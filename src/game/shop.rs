//! Stanley's gear shop (`stanley_shop.json`).
//!
//! This module provides:
//! - Categorized stock with prices in copper
//! - Buy at list price, sell back at half
//! - Admin restocking to a minimum level
//!
//! Item names are matched case-insensitively across every category.

use log::info;
use serde::{Deserialize, Serialize};
use std::collections::BTreeMap;

use super::currency::Coins;
use super::errors::{GameError, GameResult};
use super::gold::GoldBook;
use super::inventory::Inventories;
use crate::logutil::escape_log;

/// An item for sale
#[derive(Debug, Clone, PartialEq, Eq, Serialize, Deserialize)]
pub struct ShopItem {
    pub price_cp: u64,
    #[serde(default)]
    pub stock: u32,
    #[serde(default, skip_serializing_if = "Option::is_none")]
    pub rarity: Option<String>,
}

impl ShopItem {
    pub fn new(price_cp: u64, stock: u32) -> Self {
        Self {
            price_cp,
            stock,
            rarity: None,
        }
    }

    /// Check if item is in stock
    pub fn in_stock(&self) -> bool {
        self.stock > 0
    }

    /// Reduce stock by amount (returns actual amount reduced)
    pub fn reduce_stock(&mut self, amount: u32) -> u32 {
        let actual = amount.min(self.stock);
        self.stock -= actual;
        actual
    }

    pub fn increase_stock(&mut self, amount: u32) {
        self.stock = self.stock.saturating_add(amount);
    }

    /// Half price, rounded down.
    pub fn sell_price_cp(&self) -> u64 {
        self.price_cp / 2
    }
}

/// Title-case a category key: `adventuring_gear` → `Adventuring Gear`.
pub fn display_category(key: &str) -> String {
    key.split(['_', ' '])
        .filter(|w| !w.is_empty())
        .map(|w| {
            let mut chars = w.chars();
            match chars.next() {
                Some(first) => first.to_uppercase().collect::<String>() + &chars.as_str().to_lowercase(),
                None => String::new(),
            }
        })
        .collect::<Vec<_>>()
        .join(" ")
}

/// Completed shop transaction, for replies and the audit log.
#[derive(Debug, Clone, PartialEq, Eq)]
pub struct Trade {
    pub item: String,
    pub price_cp: u64,
}

#[derive(Debug, Clone, Default, PartialEq, Eq, Serialize, Deserialize)]
#[serde(transparent)]
pub struct Shop(BTreeMap<String, BTreeMap<String, ShopItem>>);

impl Shop {
    pub fn is_empty(&self) -> bool {
        self.0.values().all(|c| c.is_empty())
    }

    pub fn categories(&self) -> Vec<&str> {
        self.0.keys().map(String::as_str).collect()
    }

    /// Items of one category; the key may be given in display form.
    pub fn category(&self, key: &str) -> Option<(&str, &BTreeMap<String, ShopItem>)> {
        let wanted = key.trim().to_lowercase().replace(' ', "_");
        self.0
            .iter()
            .find(|(k, _)| k.to_lowercase().replace(' ', "_") == wanted)
            .map(|(k, v)| (k.as_str(), v))
    }

    /// Case-insensitive lookup across categories, returning the stored name.
    pub fn find(&self, item: &str) -> Option<(&str, &ShopItem)> {
        let wanted = item.trim().to_lowercase();
        self.0
            .values()
            .flat_map(|items| items.iter())
            .find(|(name, _)| name.to_lowercase() == wanted)
            .map(|(name, data)| (name.as_str(), data))
    }

    fn find_mut(&mut self, item: &str) -> Option<(String, &mut ShopItem)> {
        let wanted = item.trim().to_lowercase();
        self.0
            .values_mut()
            .flat_map(|items| items.iter_mut())
            .find(|(name, _)| name.to_lowercase() == wanted)
            .map(|(name, data)| (name.clone(), data))
    }

    pub fn insert(&mut self, category: &str, item: &str, data: ShopItem) {
        self.0
            .entry(category.to_string())
            .or_default()
            .insert(item.to_string(), data);
    }

    /// Buy one unit. Refuses unknown items, empty stock and short purses.
    pub fn buy(
        &mut self,
        player: &str,
        item: &str,
        gold: &mut GoldBook,
        inventory: &mut Inventories,
    ) -> GameResult<Trade> {
        let (name, data) = self
            .find_mut(item)
            .ok_or_else(|| GameError::NotFound(item.trim().to_string()))?;
        if !data.in_stock() {
            return Err(GameError::OutOfStock(name));
        }
        gold.ensure(player);
        gold.debit(player, Coins::from_cp(data.price_cp))?;
        data.reduce_stock(1);
        inventory.add(player, &name, 1);
        info!(target: "audit", "{} bought {} for {}", escape_log(player), name, Coins::from_cp(data.price_cp));
        Ok(Trade {
            price_cp: data.price_cp,
            item: name,
        })
    }

    /// Sell one held unit back for half its list price.
    pub fn sell(
        &mut self,
        player: &str,
        item: &str,
        gold: &mut GoldBook,
        inventory: &mut Inventories,
    ) -> GameResult<Trade> {
        let held = inventory
            .find_name(player, item)
            .ok_or_else(|| GameError::InsufficientItems(item.trim().to_string()))?;
        let (_, data) = self
            .find_mut(&held)
            .ok_or_else(|| GameError::NotFound(held.clone()))?;
        let price_cp = data.sell_price_cp();
        data.increase_stock(1);
        inventory.remove(player, &held, 1);
        gold.credit(player, Coins::from_cp(price_cp));
        info!(target: "audit", "{} sold {} for {}", escape_log(player), held, Coins::from_cp(price_cp));
        Ok(Trade { item: held, price_cp })
    }

    /// Raise every item to at least `minimum` stock. Returns how many items changed.
    pub fn restock(&mut self, minimum: u32) -> usize {
        let mut changed = 0;
        for data in self.0.values_mut().flat_map(|c| c.values_mut()) {
            if data.stock < minimum {
                data.stock = minimum;
                changed += 1;
            }
        }
        info!("Restocked {} shop items to at least {}", changed, minimum);
        changed
    }
}

#[cfg(test)]
mod tests {
    use super::*;

    fn shop() -> Shop {
        let mut s = Shop::default();
        s.insert("adventuring_gear", "Rope (50 feet)", ShopItem::new(100, 2));
        s.insert("adventuring_gear", "Torch", ShopItem::new(1, 0));
        s.insert("weapons", "Dagger", ShopItem::new(200, 1));
        s
    }

    #[test]
    fn test_display_category() {
        assert_eq!(display_category("adventuring_gear"), "Adventuring Gear");
        assert_eq!(display_category("weapons"), "Weapons");
    }

    #[test]
    fn test_buy_success() {
        let mut s = shop();
        let mut gold = GoldBook::default();
        gold.set("p", Coins::new(1, 5, 0));
        let mut inv = Inventories::default();
        let trade = s.buy("p", "rope (50 FEET)", &mut gold, &mut inv).unwrap();
        assert_eq!(trade.item, "Rope (50 feet)");
        assert_eq!(gold.balance("p"), Coins::new(0, 5, 0));
        assert_eq!(s.find("Rope (50 feet)").unwrap().1.stock, 1);
        assert_eq!(inv.quantity("p", "Rope (50 feet)"), 1);
    }

    #[test]
    fn test_buy_refusals_change_nothing() {
        let mut s = shop();
        let mut gold = GoldBook::default();
        gold.set("p", Coins::new(1, 0, 0));
        let mut inv = Inventories::default();
        assert!(matches!(s.buy("p", "Torch", &mut gold, &mut inv), Err(GameError::OutOfStock(_))));
        assert!(matches!(s.buy("p", "Lute", &mut gold, &mut inv), Err(GameError::NotFound(_))));
        assert!(matches!(
            s.buy("p", "Dagger", &mut gold, &mut inv),
            Err(GameError::InsufficientFunds { .. })
        ));
        assert_eq!(gold.balance("p"), Coins::new(1, 0, 0));
        assert_eq!(s.find("Dagger").unwrap().1.stock, 1);
        assert!(inv.bag("p").is_none());
    }

    #[test]
    fn test_sell_half_price() {
        let mut s = shop();
        let mut gold = GoldBook::default();
        let mut inv = Inventories::default();
        inv.add("p", "dagger", 1);
        let trade = s.sell("p", "Dagger", &mut gold, &mut inv).unwrap();
        assert_eq!(trade.price_cp, 100);
        assert_eq!(gold.balance("p"), Coins::gold(1));
        assert_eq!(s.find("dagger").unwrap().1.stock, 2);
        assert!(inv.bag("p").is_none());
    }

    #[test]
    fn test_sell_non_shop_item_refused() {
        let mut s = shop();
        let mut gold = GoldBook::default();
        let mut inv = Inventories::default();
        inv.add("p", "Bloodgrass", 1);
        assert!(matches!(s.sell("p", "Bloodgrass", &mut gold, &mut inv), Err(GameError::NotFound(_))));
        assert!(matches!(s.sell("p", "Dagger", &mut gold, &mut inv), Err(GameError::InsufficientItems(_))));
        assert_eq!(inv.quantity("p", "Bloodgrass"), 1);
    }

    #[test]
    fn test_restock() {
        let mut s = shop();
        assert_eq!(s.restock(3), 3);
        assert_eq!(s.find("Torch").unwrap().1.stock, 3);
        assert_eq!(s.restock(3), 0);
    }
}
//! Binary entrypoint for the tavernkeep CLI.
//!
//! Commands:
//! - `init` - write a starter `config.toml` and materialize every data document
//! - `console --persona <basil|stanley>` - run a persona against stdin/stdout
//! - `status` - print the data layout and a brief summary of the game state
//!
//! See the library crate docs for module-level details: `tavernkeep::`.
use anyhow::Result;
use clap::{Parser, Subcommand};
use log::{info, warn};

use tavernkeep::bot::console;
use tavernkeep::bot::{Bot, Caller, Persona};
use tavernkeep::config::Config;
use tavernkeep::game::audit::AuditLog;
use tavernkeep::game::clock::InGameTime;
use tavernkeep::game::inventory::Inventories;
use tavernkeep::game::market::Market;
use tavernkeep::game::requests::Requests;
use tavernkeep::game::ThreadRoller;
use tavernkeep::storage::{Document, JsonStore};

#[derive(Parser)]
#[command(name = "tavernkeep")]
#[command(about = "Basil the herbalist and Stanley the merchant, run from the terminal")]
#[command(version)]
struct Cli {
    #[command(subcommand)]
    command: Commands,

    /// Configuration file path (can be used before or after subcommand)
    #[arg(short, long, default_value = "config.toml", global = true)]
    config: String,

    /// Verbose logging (-v, -vv for more; may appear before or after subcommand)
    #[arg(short, long, action = clap::ArgAction::Count, global = true)]
    verbose: u8,
}

#[derive(Subcommand)]
enum Commands {
    /// Write a default configuration and seed the data folders
    Init,
    /// Run one persona against stdin/stdout
    Console {
        /// Which bot to run
        #[arg(short, long, value_enum)]
        persona: Persona,

        /// User id to act as
        #[arg(short, long, default_value = "1")]
        user: String,

        /// Display name for the acting user
        #[arg(short, long)]
        name: Option<String>,

        /// Grant admin rights (also granted when the id is in `bot.admin_ids`)
        #[arg(long)]
        admin: bool,
    },
    /// Show data folders and a summary of the game state
    Status,
}

#[tokio::main]
async fn main() -> Result<()> {
    let cli = Cli::parse();

    // Init has no config yet; everything else loads it before logging starts.
    let pre_config = match cli.command {
        Commands::Init => None,
        _ => Config::load(&cli.config).await.ok(),
    };

    match cli.command {
        Commands::Init => {
            init_logging(&None, cli.verbose);
            info!("Initializing new tavernkeep configuration");
            let cfg = if tokio::fs::try_exists(&cli.config).await.unwrap_or(false) {
                warn!("{} already exists; leaving it untouched", cli.config);
                Config::load(&cli.config).await?
            } else {
                Config::create_default(&cli.config).await?;
                info!("Configuration file created at {}", cli.config);
                Config::default()
            };
            let store = JsonStore::open(&cfg.storage)?;
            store.ensure_all().await?;
            info!("Initialized data documents under {}", cfg.storage.data_dir);
        }
        Commands::Console {
            persona,
            user,
            name,
            admin,
        } => {
            init_logging(&pre_config, cli.verbose);
            let config = match pre_config {
                Some(c) => c,
                None => Config::load(&cli.config).await?,
            };
            let store = JsonStore::open(&config.storage)?;
            store.ensure_all().await?;
            let is_admin = admin || config.bot.is_admin(&user);
            let caller = Caller::new(user.clone(), name.unwrap_or(user)).admin(is_admin);
            info!("Starting {} v{}", persona.display_name(&config), env!("CARGO_PKG_VERSION"));

            let mut bot = Bot::new(persona, config, store, Box::new(ThreadRoller));
            let stdin = tokio::io::BufReader::new(tokio::io::stdin());
            console::run(&mut bot, caller, stdin, tokio::io::stdout()).await?;
        }
        Commands::Status => {
            init_logging(&pre_config, cli.verbose);
            let config = match pre_config {
                Some(c) => c,
                None => Config::load(&cli.config).await?,
            };
            show_status(&config).await?;
        }
    }

    Ok(())
}

async fn show_status(config: &Config) -> Result<()> {
    let store = JsonStore::open(&config.storage)?;
    let clock: InGameTime = store.load(Document::InGameTime).await?;
    let inventories: Inventories = store.load(Document::PlayerInventories).await?;
    let market: Market = store.load(Document::Market).await?;
    let requests: Requests = store.load(Document::Requests).await?;
    let audit: AuditLog = store.load(Document::AuditLog).await?;

    println!("tavernkeep v{}", env!("CARGO_PKG_VERSION"));
    println!("Data dir:        {}", store.data_dir().display());
    println!("Shared folder:   {}", store.path(Document::PlayerInventories).parent().map(|p| p.display().to_string()).unwrap_or_default());
    println!("In-game time:    {} days, {} hours", clock.days, clock.hours);
    println!("Players:         {}", inventories.players().len());
    println!("Market items:    {}", market.items.len());
    println!("Pending requests: {}", requests.pending().len());
    println!("Audit entries:   {}", audit.len());
    Ok(())
}

fn init_logging(config: &Option<Config>, verbosity: u8) {
    use std::io::Write;
    let mut builder = env_logger::Builder::new();
    // CLI verbosity overrides the configured level
    let base_level = match verbosity {
        0 => config
            .as_ref()
            .and_then(|c| c.logging.level.parse().ok())
            .unwrap_or(log::LevelFilter::Info),
        1 => log::LevelFilter::Debug,
        _ => log::LevelFilter::Trace,
    };
    builder.filter_level(base_level);

    let log_file = config
        .as_ref()
        .and_then(|c| c.logging.file.as_ref())
        .and_then(|file| std::fs::OpenOptions::new().create(true).append(true).open(file).ok());

    match log_file {
        Some(f) => {
            let write_mutex = std::sync::Arc::new(std::sync::Mutex::new(f));
            // Piped sessions keep the log in the file only.
            let is_tty = atty::is(atty::Stream::Stdout);

            builder.format(move |fmt, record| {
                let ts = chrono::Utc::now().format("%Y-%m-%dT%H:%M:%SZ");
                let line = if record.target() == "audit" || record.target() == "security" {
                    format!("{} [{}] [{}] {}", ts, record.level(), record.target(), record.args())
                } else {
                    format!("{} [{}] {}", ts, record.level(), record.args())
                };

                if let Ok(mut guard) = write_mutex.lock() {
                    let _ = writeln!(guard, "{}", line);
                }

                if is_tty {
                    writeln!(fmt, "{}", line)
                } else {
                    Ok(())
                }
            });
        }
        None => {
            builder.format(|fmt, record| {
                writeln!(
                    fmt,
                    "{} [{}] {}",
                    chrono::Utc::now().format("%Y-%m-%dT%H:%M:%SZ"),
                    record.level(),
                    record.args()
                )
            });
        }
    }
    let _ = builder.try_init();
}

● EXERCISE GOAL
Using the records above, list each line that includes "Debug".

● RESULT BELOW
#[derive(Debug, Clone, PartialEq, Eq, Serialize, Deserialize)]
#[derive(Debug, Clone, PartialEq, Eq)]
#[derive(Debug, Clone, Default, PartialEq, Eq, Serialize, Deserialize)]
        1 => log::LevelFilter::Debug,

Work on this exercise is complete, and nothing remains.